Тогда вы не разделяете мнение Пастернака о том, что поэзия — в той траве, что у нас под ногами, достаточно нагнуться, увидеть и сорвать ее.

Наблюдательность — не источник поэзии, а лишь часть ее. В действительности поэзия, вероятно, разлита в воздухе. В любом случае она не у нас под ногами. Поэзия — это перевод, перевод метафизических истин на земной язык. То, что ты видишь на земле, — это не просто трава и цветы, это определенные связи между вещами, которые ты угадываешь и которые отсылают к некоему высшему закону. Пастернак был великим поэтом деталей: от детали, снизу, он поднимался вверх. Но есть и другой путь, путь сверху вниз. Тогда идеальным собеседником поэта становится не человек, а ангел, невидимый посредник. Даже если в действительности истинная причина поэзии — иная.

Какая же?

Язык. Поэт — это продукт языка, орудие, оружие языка, а не наоборот. Язык древнее нас, и он нас переживет: это организм, живущий сам по себе, со своей собственной динамикой. Именно язык диктует поэзию.

Однако вы пишете на русском, а живете и творите очень далеко с географической точки зрения от России. Вас это не беспокоит?

Да, конечно, беспокоит. Но я думаю, что вообще-то литература создает язык, а не наоборот. К тому же, хотя в наше время и распространилась идея о том, что поэт должен слышать глас толпы, выражать его и подражать ему, чтобы быть понятым лучше, на самом деле вовсе не поэт должен говорить языком толпы, а толпа должна заговорить языком поэта. И потому я часто повторяю, что главный долг писателя перед обществом состоит в том, чтобы писать хорошо. Эстетика — мать этики. Именно это хотел сказать Достоевский, когда утверждал, что красота спасет мир.

Однако иногда вы пишете и на английском.

Я написал несколько стихотворений на английском, но это исключения. Это что-то вроде терапии. Я вижу, как мои американское коллеги пишут стихи, кладут их в конверт, отправляют в журнал и через неделю видят свои творения напечатанными. Начинаешь им завидовать, просыпается желание написать что-нибудь на языке, понятном всем, и не ждать пять — десять лет, пока тебя переведут. Это непреодолимое искушение, которое может стать навязчивым. Чтобы избежать невроза, я уступаю искушению. С эссе дело обстоит иначе. Я пишу по-английски, потому что стремлюсь к рациональности, которой не достигает русская проза, в том числе и русская критика.

Возможно, ваши стихи появятся в "Новом мире" вместе с "Доктором Живаго" Пастернака. Вам никогда не приходило в голову написать роман?

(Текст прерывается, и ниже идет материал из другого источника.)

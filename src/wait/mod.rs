// Copyright 2026, Jeroen van Erp <jeroen@geeko.me>
// SPDX-License-Identifier: Apache-2.0

//! Bounded polling until a ready check converges.
//!
//! Two flavours share the same readiness and deadline rules:
//!
//! - [`Wait::until`] evaluates in-line on the calling task, debouncing repeated
//!   ready-check errors so a tight poll loop does not flood the log.
//! - [`Wait::until_async`] schedules every evaluation on the shared [`WaitPool`]
//!   and hands back a [`WaitHandle`]; the first ready-check error fails it.
//!
//! ```ignore
//! use testframe::wait::{Probe, Wait};
//!
//! Wait::new("namespace test to become Active")
//!     .poll_interval(Duration::from_millis(500))
//!     .timeout(Duration::from_secs(30))
//!     .until(|| async { Probe::from(namespace_is_active().await) })
//!     .await?;
//! ```

mod debounce;
mod deferred;
mod engine;

pub use deferred::{WaitHandle, WaitPool};
pub use engine::Wait;

use std::future::Future;
use std::time::Duration;

use crate::error::Result;

/// Outcome of a single ready-check evaluation
#[derive(Debug)]
pub enum Probe {
    Ready,
    NotReady,
    /// The check itself failed; counts as not ready for in-line waits
    Transient(anyhow::Error),
}

impl Probe {
    pub fn is_ready(&self) -> bool {
        matches!(self, Probe::Ready)
    }
}

impl From<bool> for Probe {
    fn from(ready: bool) -> Self {
        if ready {
            Probe::Ready
        } else {
            Probe::NotReady
        }
    }
}

impl<E> From<std::result::Result<bool, E>> for Probe
where
    E: Into<anyhow::Error>,
{
    fn from(result: std::result::Result<bool, E>) -> Self {
        match result {
            Ok(ready) => ready.into(),
            Err(e) => Probe::Transient(e.into()),
        }
    }
}

/// Poll `ready_check` in-line until it reports ready or `timeout` elapses.
pub async fn until<F, Fut>(
    description: &str,
    poll_interval: Duration,
    timeout: Duration,
    ready_check: F,
) -> Result<()>
where
    F: FnMut() -> Fut,
    Fut: Future<Output = Probe>,
{
    Wait::new(description)
        .poll_interval(poll_interval)
        .timeout(timeout)
        .until(ready_check)
        .await
}

/// Poll `ready_check` on the shared worker pool without blocking the caller.
pub fn until_async<F, Fut>(
    description: &str,
    poll_interval: Duration,
    timeout: Duration,
    ready_check: F,
) -> WaitHandle
where
    F: FnMut() -> Fut + Send + 'static,
    Fut: Future<Output = Probe> + Send + 'static,
{
    Wait::new(description)
        .poll_interval(poll_interval)
        .timeout(timeout)
        .until_async(ready_check)
}
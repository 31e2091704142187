// Copyright 2026, Jeroen van Erp <jeroen@geeko.me>
// SPDX-License-Identifier: Apache-2.0
use std::fmt;
use std::time::Duration;

use thiserror::Error;

use crate::resources::ResourceRef;

#[derive(Error, Debug)]
pub enum HarnessError {
    #[error("No resource type registered for kind '{0}'")]
    UnknownResourceKind(String),

    #[error("No cluster context named '{0}'")]
    UnknownContext(String),

    #[error("Kubeconfig error: {0}")]
    Kubeconfig(String),

    #[error("Timeout after {timeout:?} waiting for {description}")]
    ConvergenceTimeout {
        description: String,
        timeout: Duration,
    },

    #[error("Ready check failed while waiting for {description}: {message}")]
    PredicateFailed { description: String, message: String },

    #[error("Wait for {0} was abandoned before it completed")]
    WaitAbandoned(String),

    #[error("Resource already exists: {0}")]
    AlreadyExists(String),

    #[error("Resource not found: {0}")]
    NotFound(String),

    #[error("Conflicting update: {0}")]
    Conflict(String),

    #[error("Invalid resource: {0}")]
    InvalidResource(String),

    #[error("Kubernetes API error: {0}")]
    Kube(#[from] kube::Error),

    #[error("Serialization error: {0}")]
    Serialization(String),

    #[error("I/O error: {0}")]
    Io(#[from] std::io::Error),

    #[error("{} resource(s) could not be cleaned up:\n{}", .0.len(), TeardownReport(.0))]
    TeardownAggregateFailure(Vec<TeardownFailure>),
}

impl HarnessError {
    /// Map an API status error onto the classified variants, keeping anything else as-is.
    pub fn classify(error: kube::Error, what: impl fmt::Display) -> Self {
        match error {
            kube::Error::Api(ref response) => match (response.code, response.reason.as_str()) {
                (409, "AlreadyExists") => Self::AlreadyExists(format!("{what}: {}", response.message)),
                (409, _) => Self::Conflict(format!("{what}: {}", response.message)),
                (404, _) => Self::NotFound(format!("{what}: {}", response.message)),
                (400 | 422, _) => Self::InvalidResource(format!("{what}: {}", response.message)),
                _ => Self::Kube(error),
            },
            _ => Self::Kube(error),
        }
    }

    pub fn is_not_found(&self) -> bool {
        matches!(self, Self::NotFound(_))
    }
}

/// A single teardown entry that could not be removed during a cleanup sweep.
#[derive(Debug)]
pub struct TeardownFailure {
    pub resource: ResourceRef,
    pub error: HarnessError,
}

struct TeardownReport<'a>(&'a [TeardownFailure]);

impl fmt::Display for TeardownReport<'_> {
    fn fmt(&self, f: &mut fmt::Formatter<'_>) -> fmt::Result {
        for (i, failure) in self.0.iter().enumerate() {
            if i > 0 {
                writeln!(f)?;
            }
            write!(f, "  - {}: {}", failure.resource, failure.error)?;
        }
        Ok(())
    }
}

impl From<serde_json::Error> for HarnessError {
    fn from(e: serde_json::Error) -> Self {
        Self::Serialization(e.to_string())
    }
}

impl From<serde_yaml::Error> for HarnessError {
    fn from(e: serde_yaml::Error) -> Self {
        Self::Serialization(e.to_string())
    }
}

pub type Result<T> = std::result::Result<T, HarnessError>;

Нет, не имею ни малейшего желания. Мне не нравится выстраивать сюжет, не нравится эстетический вымысел, стоящий за повествованием, это мне совершенно чуждо. И потом, сами посудите, стихи, которыми завершается роман Пастернака, прекрасны, а роман плох. И плох он потому, что Пастернак — поэт, и когда он пишет стихи, он умеет подчиняться диктату языка, умеет устанавливать свои собственные нормы. В прозе ему это не удается, и тогда он пытается опереться на то, что привык считать совершенным образцом прозы. А в результате роман получился неожиданно толстовским.